Download or read book Cystic Fibrosis written by Prashant Mohite and published by BoD – Books on Demand. This book was released on 2021-06-09 with total page 126 pages. Available in PDF, EPUB and Kindle. Book excerpt: Cystic fibrosis, a genetic disorder in children and young adults, is a multisystemic disease that mainly affects the lungs. Advances and improvements in the diagnosis and management of this condition have led to increased overall and symptom-free survival in cystic fibrosis patients. This book examines recent advances in the field and presents an evidence-based approach to the management of cystic fibrosis.

Download or read book Hodson and Geddes Cystic Fibrosis written by Andrew Bush and published by CRC Press. This book was released on 2023-11-20 with total page 747 pages. Available in PDF, EPUB and Kindle. Book excerpt: Cystic Fibrosis has seen dramatic advances in treatment since the last edition, including targeted cystic fibrosis transmembrane conductance regulator (CFTR) protein modulators for most CFTR gene abnormalities. This new fifth edition is an update and expansion of the rapid clinical and scientific advances in improving prognosis, and the impact of COVID-19, all of which has transformed conventional models of care. It covers basic science, such as how detailed understanding of the biology of the CFTR gene and protein has led to novel and beneficial therapies, as well as all aspects of clinical management in high-, middle- and low-income settings and the voices of individuals with CF from across the world. It will be a useful reference for clinicians, including all levels of trainees, across the whole multidisciplinary team, scientists and students. Key Features • Follows an appealing organization of chapters, by developing fundamental knowledge of the reader before moving on to more complex or developing topics. • Presents a comprehensive, authoritative and up-to-date text, integrating fundamental science and clinical aspects of cystic fibrosis providing an attractive read for clinicians, trainee doctors and scientists. • Draws on global expertise and reflects best evidence-based practice from experts conducting cutting-edge clinical and basic science research from around the world.

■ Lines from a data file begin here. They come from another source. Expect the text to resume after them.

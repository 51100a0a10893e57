use std::path::PathBuf;
use std::time::Duration;

use guessboard_shared::CanvasRecord;
use tokio::task::JoinHandle;
use tracing::{info, warn};

use crate::state::AppState;
use crate::storage::{Storage, StorageError};

#[cfg(test)]
#[path = "persistence_test.rs"]
mod persistence_test;

pub async fn restore_latest(storage: &dyn Storage) -> Option<CanvasRecord> {
    match storage.load_latest().await {
        Ok(Some(record)) => {
            info!(action = %record.last_action, timestamp = record.timestamp, "restored latest canvas");
            Some(record)
        }
        Ok(None) => None,
        Err(error) => {
            warn!(%error, "could not restore latest canvas; starting empty");
            None
        }
    }
}

/// Persists the latest canvas when it changed since the last save.
/// A failed save leaves the relay dirty so the next tick retries.
pub async fn save_if_dirty(state: &AppState) -> bool {
    let record = {
        let mut relay = state.relay.write().await;
        if !relay.dirty {
            return false;
        }
        relay.dirty = false;
        relay.latest.clone()
    };
    let Some(record) = record else {
        return false;
    };
    match state.storage.save_latest(&record).await {
        Ok(()) => true,
        Err(error) => {
            warn!(%error, "saving latest canvas failed");
            state.relay.write().await.dirty = true;
            false
        }
    }
}

pub fn spawn_autosave(state: AppState, period: Duration) -> JoinHandle<()> {
    tokio::spawn(async move {
        let mut interval = tokio::time::interval(period);
        loop {
            interval.tick().await;
            save_if_dirty(&state).await;
        }
    })
}

/// `Ok(None)` when no canvas has been pushed yet.
pub async fn archive_latest(
    state: &AppState,
    reason: &str,
) -> Result<Option<PathBuf>, StorageError> {
    let record = state.relay.read().await.latest.clone();
    let Some(record) = record else {
        return Ok(None);
    };
    let path = state.storage.archive(&record, reason).await?;
    info!(path = %path.display(), "archived canvas");
    Ok(Some(path))
}
use serde::{Deserialize, Serialize};

mod canvas_record;
mod color;
mod config;
mod error;
mod fill;
mod headless;
mod history;
mod pixels;
mod scene;
mod session;
mod tool;
mod upload;


pub use canvas_record::{
    decode_canvas_record, encode_canvas_record, CanvasRecord, RecordDecodeError,
    CANVAS_RECORD_MAGIC, CANVAS_RECORD_VERSION,
};
pub use color::Rgba;
pub use config::CanvasConfig;
pub use error::CanvasError;
pub use fill::{
    expand_fill, fill_pixels, flood_fill, FillOptions, FillOutcome, DEFAULT_EXPAND_PX,
    DEFAULT_TOLERANCE,
};
pub use headless::{HeadlessCanvas, SceneObject};
pub use history::{
    HistoryEntry, HistoryItem, HistoryPosition, HistoryTimeline, DEFAULT_HISTORY_LIMIT,
    INITIAL_LABEL,
};
pub use pixels::{EncodedImage, FillMask, ImageFormat, PixelBuffer};
pub use scene::{SceneState, VectorCanvas};
pub use session::{system_clock, CanvasSession, Clock, FillStart, FillTicket, PendingFill};
pub use tool::{sanitize_width, ToolMode, ToolState, DEFAULT_BRUSH_WIDTH};
pub use upload::{Mutation, MutationSink, UploadDebounce};

#[derive(Serialize, Deserialize, Clone, Copy, Debug, PartialEq)]
pub struct Point {
    pub x: f32,
    pub y: f32,
}

impl Point {
    pub fn new(x: f32, y: f32) -> Self {
        Self { x, y }
    }

    /// Nearest pixel coordinate, halves rounding up. Non-finite input maps to
    /// an out-of-range pixel.
    pub fn to_pixel(self) -> (i64, i64) {
        (round_coord(self.x), round_coord(self.y))
    }
}

fn round_coord(value: f32) -> i64 {
    if value.is_finite() {
        (value + 0.5).floor() as i64
    } else {
        -1
    }
}

#[derive(Serialize, Deserialize, Clone, Copy, Debug, PartialEq, Eq, Hash)]
#[serde(rename_all = "lowercase")]
pub enum ClientKind {
    Canvas,
    Display,
    Admin,
    Unknown,
}

#[derive(Serialize, Deserialize, Clone, Debug, PartialEq)]
#[serde(tag = "type")]
pub enum ClientMessage {
    #[serde(rename = "hello")]
    Hello { client: ClientKind, timestamp: u64 },
    #[serde(rename = "ping")]
    Ping { timestamp: u64 },
    #[serde(rename = "canvas_update")]
    CanvasUpdate {
        data_url: String,
        last_action: String,
        timestamp: u64,
    },
}

#[derive(Serialize, Deserialize, Clone, Debug, PartialEq)]
#[serde(tag = "type")]
pub enum ServerMessage {
    #[serde(rename = "welcome")]
    Welcome {
        client_id: String,
        #[serde(default, skip_serializing_if = "Option::is_none")]
        latest_canvas: Option<String>,
    },
    #[serde(rename = "broadcast_canvas")]
    BroadcastCanvas {
        data_url: String,
        last_action: String,
        timestamp: u64,
    },
    #[serde(rename = "pong")]
    Pong { timestamp: u64 },
    #[serde(rename = "error")]
    Error { message: String },
}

Download or read book The Metabolic Molecular Bases of Inherited Disease written by Charles R. Scriver and published by New York ; Montreal : McGraw-Hill. This book was released on 2001 with total page 6338 pages. Available in PDF, EPUB and Kindle. Book excerpt: Presents clinical, biochemical, and genetic information concerning those metabolic anomalies grouped under inborn errors of metabolism.

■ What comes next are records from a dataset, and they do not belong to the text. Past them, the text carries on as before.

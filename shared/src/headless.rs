//! In-memory canvas backend with a software rasterizer.
//!
//! Mirrors the subset of the browser vector canvas the session relies on:
//! free-draw paths, filled rectangles, a background color and a background
//! image. Used by tests and by any host without a browser canvas.

use serde::{Deserialize, Serialize};

use crate::color::Rgba;
use crate::error::CanvasError;
use crate::pixels::{EncodedImage, PixelBuffer};
use crate::scene::{SceneState, VectorCanvas};
use crate::tool::DEFAULT_BRUSH_WIDTH;
use crate::Point;

#[cfg(test)]
#[path = "headless_test.rs"]
mod headless_test;

#[derive(Serialize, Deserialize, Clone, Debug, PartialEq)]
#[serde(tag = "type", rename_all = "lowercase")]
pub enum SceneObject {
    Path {
        color: Rgba,
        width: f32,
        points: Vec<Point>,
    },
    Rect {
        x: f32,
        y: f32,
        width: f32,
        height: f32,
        fill: Rgba,
    },
}

#[derive(Serialize, Deserialize, Clone, Debug, PartialEq)]
struct HeadlessScene {
    #[serde(default, skip_serializing_if = "Option::is_none")]
    background_color: Option<Rgba>,
    #[serde(default, skip_serializing_if = "Option::is_none")]
    background_image: Option<String>,
    objects: Vec<SceneObject>,
}

pub struct HeadlessCanvas {
    width: u32,
    height: u32,
    scene: HeadlessScene,
    background_pixels: Option<PixelBuffer>,
    drawing_mode: bool,
    brush_color: Rgba,
    brush_width: f32,
}

impl HeadlessCanvas {
    pub fn new(width: u32, height: u32, background: Rgba) -> Self {
        Self {
            width,
            height,
            scene: HeadlessScene {
                background_color: Some(background),
                background_image: None,
                objects: Vec::new(),
            },
            background_pixels: None,
            drawing_mode: true,
            brush_color: Rgba::BLACK,
            brush_width: DEFAULT_BRUSH_WIDTH,
        }
    }

    pub fn objects(&self) -> &[SceneObject] {
        &self.scene.objects
    }

    pub fn add_object(&mut self, object: SceneObject) {
        self.scene.objects.push(object);
    }

    /// Adds a free-draw path using the current brush, as a completed stroke would.
    pub fn draw_path(&mut self, points: Vec<Point>) {
        let object = SceneObject::Path {
            color: self.brush_color,
            width: self.brush_width,
            points,
        };
        self.scene.objects.push(object);
    }

    pub fn background_color(&self) -> Option<Rgba> {
        self.scene.background_color
    }

    pub fn has_background_image(&self) -> bool {
        self.scene.background_image.is_some()
    }

    pub fn drawing_mode(&self) -> bool {
        self.drawing_mode
    }

    pub fn brush_color(&self) -> Rgba {
        self.brush_color
    }

    pub fn brush_width(&self) -> f32 {
        self.brush_width
    }

    fn paint_object(&self, buffer: &mut PixelBuffer, object: &SceneObject) {
        match object {
            SceneObject::Rect {
                x,
                y,
                width,
                height,
                fill,
            } => {
                let (x0, x1) = self.clamp_span(*x, *x + *width, self.width);
                let (y0, y1) = self.clamp_span(*y, *y + *height, self.height);
                for py in y0..y1 {
                    for px in x0..x1 {
                        buffer.blend(px, py, *fill);
                    }
                }
            }
            SceneObject::Path {
                color,
                width,
                points,
            } => {
                let radius = (width / 2.0).max(0.5);
                if let [only] = points.as_slice() {
                    stamp_disc(buffer, *only, radius, *color);
                }
                for pair in points.windows(2) {
                    stamp_segment(buffer, pair[0], pair[1], radius, *color);
                }
            }
        }
    }

    fn clamp_span(&self, start: f32, end: f32, limit: u32) -> (u32, u32) {
        let clamp = |value: f32| value.round().max(0.0).min(limit as f32) as u32;
        (clamp(start.min(end)), clamp(start.max(end)))
    }
}

fn stamp_segment(buffer: &mut PixelBuffer, from: Point, to: Point, radius: f32, color: Rgba) {
    let dx = to.x - from.x;
    let dy = to.y - from.y;
    let length = (dx * dx + dy * dy).sqrt();
    let steps = (length * 2.0).ceil().max(1.0) as u32;
    for step in 0..=steps {
        let t = step as f32 / steps as f32;
        let point = Point::new(from.x + dx * t, from.y + dy * t);
        stamp_disc(buffer, point, radius, color);
    }
}

/// Overwrites every pixel whose center lies within `radius` of `center`.
fn stamp_disc(buffer: &mut PixelBuffer, center: Point, radius: f32, color: Rgba) {
    let min_x = (center.x - radius).floor().max(0.0) as i64;
    let min_y = (center.y - radius).floor().max(0.0) as i64;
    let max_x = (center.x + radius).ceil() as i64;
    let max_y = (center.y + radius).ceil() as i64;
    for py in min_y..=max_y {
        for px in min_x..=max_x {
            if !buffer.contains(px, py) {
                continue;
            }
            let cx = px as f32 + 0.5 - center.x;
            let cy = py as f32 + 0.5 - center.y;
            if cx * cx + cy * cy <= radius * radius {
                buffer.put(px as u32, py as u32, color);
            }
        }
    }
}

impl VectorCanvas for HeadlessCanvas {
    fn width(&self) -> u32 {
        self.width
    }

    fn height(&self) -> u32 {
        self.height
    }

    fn rasterize(&mut self) -> Result<PixelBuffer, CanvasError> {
        let base = self.scene.background_color.unwrap_or(Rgba::TRANSPARENT);
        let mut buffer = PixelBuffer::new(self.width, self.height, base);
        if let Some(image) = &self.background_pixels {
            let w = image.width().min(self.width);
            let h = image.height().min(self.height);
            for y in 0..h {
                for x in 0..w {
                    buffer.blend(x, y, image.get(x, y));
                }
            }
        }
        for object in &self.scene.objects {
            self.paint_object(&mut buffer, object);
        }
        Ok(buffer)
    }

    fn serialize_scene(&self) -> Result<SceneState, CanvasError> {
        serde_json::to_string(&self.scene)
            .map(SceneState::new)
            .map_err(|error| CanvasError::Serialize(error.to_string()))
    }

    fn load_scene(&mut self, state: &SceneState) -> Result<(), CanvasError> {
        let scene: HeadlessScene = serde_json::from_str(state.as_str())
            .map_err(|error| CanvasError::Restore(error.to_string()))?;
        let background_pixels = match &scene.background_image {
            Some(url) => {
                let image = EncodedImage::from_data_url(url)?;
                Some(PixelBuffer::decode(&image)?)
            }
            None => None,
        };
        self.scene = scene;
        self.background_pixels = background_pixels;
        Ok(())
    }

    fn set_background_image(&mut self, image: &EncodedImage) -> Result<(), CanvasError> {
        let pixels = PixelBuffer::decode(image)?;
        self.scene.background_image = Some(image.to_data_url());
        self.background_pixels = Some(pixels);
        Ok(())
    }

    fn clear_background_color(&mut self) {
        self.scene.background_color = None;
    }

    fn object_count(&self) -> usize {
        self.scene.objects.len()
    }

    fn remove_object(&mut self, index: usize) {
        if index < self.scene.objects.len() {
            self.scene.objects.remove(index);
        }
    }

    fn clear(&mut self, background: Rgba) {
        self.scene = HeadlessScene {
            background_color: Some(background),
            background_image: None,
            objects: Vec::new(),
        };
        self.background_pixels = None;
    }

    fn set_drawing_mode(&mut self, enabled: bool) {
        self.drawing_mode = enabled;
    }

    fn set_brush_color(&mut self, color: Rgba) {
        self.brush_color = color;
    }

    fn set_brush_width(&mut self, width: f32) {
        self.brush_width = width;
    }
}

Download or read book Genetic Diseases or Conditions written by Todd Eckdahl and published by Momentum Press. This book was released on 2016-07-08 with total page 98 pages. Available in PDF, EPUB and Kindle. Book excerpt: Cystic fibrosis (CF) is one of the most common genetic diseases, affecting about 70,000 people throughout the world, with over 1,000 new cases diagnosed each year. This book describes the symptoms of CF including lung disease, digestive problems, pancreatic insufficiency, liver disease, intestinal obstruction, and infertility. It explains how CF is caused by mutations in the CFTR gene encoding a protein ion channel that maintains the balance of salt and water in the lungs and other organs. The book presents CF as an autosomal recessive disease that can arise in families with no prior history of CF. The reader will learn about treatments and therapies for CF, including antibiotics for infections, medicines for improved digestion, respiratory therapy, and pancreatic enzyme replacement. The book describes promising new pharmaceutical discoveries that enable personalized medicine for the treatment of CF. It evaluates the prospects for curing CF through gene therapy and explains how genome editing may be used in the future to correct the CFTR gene mutations underlying CF.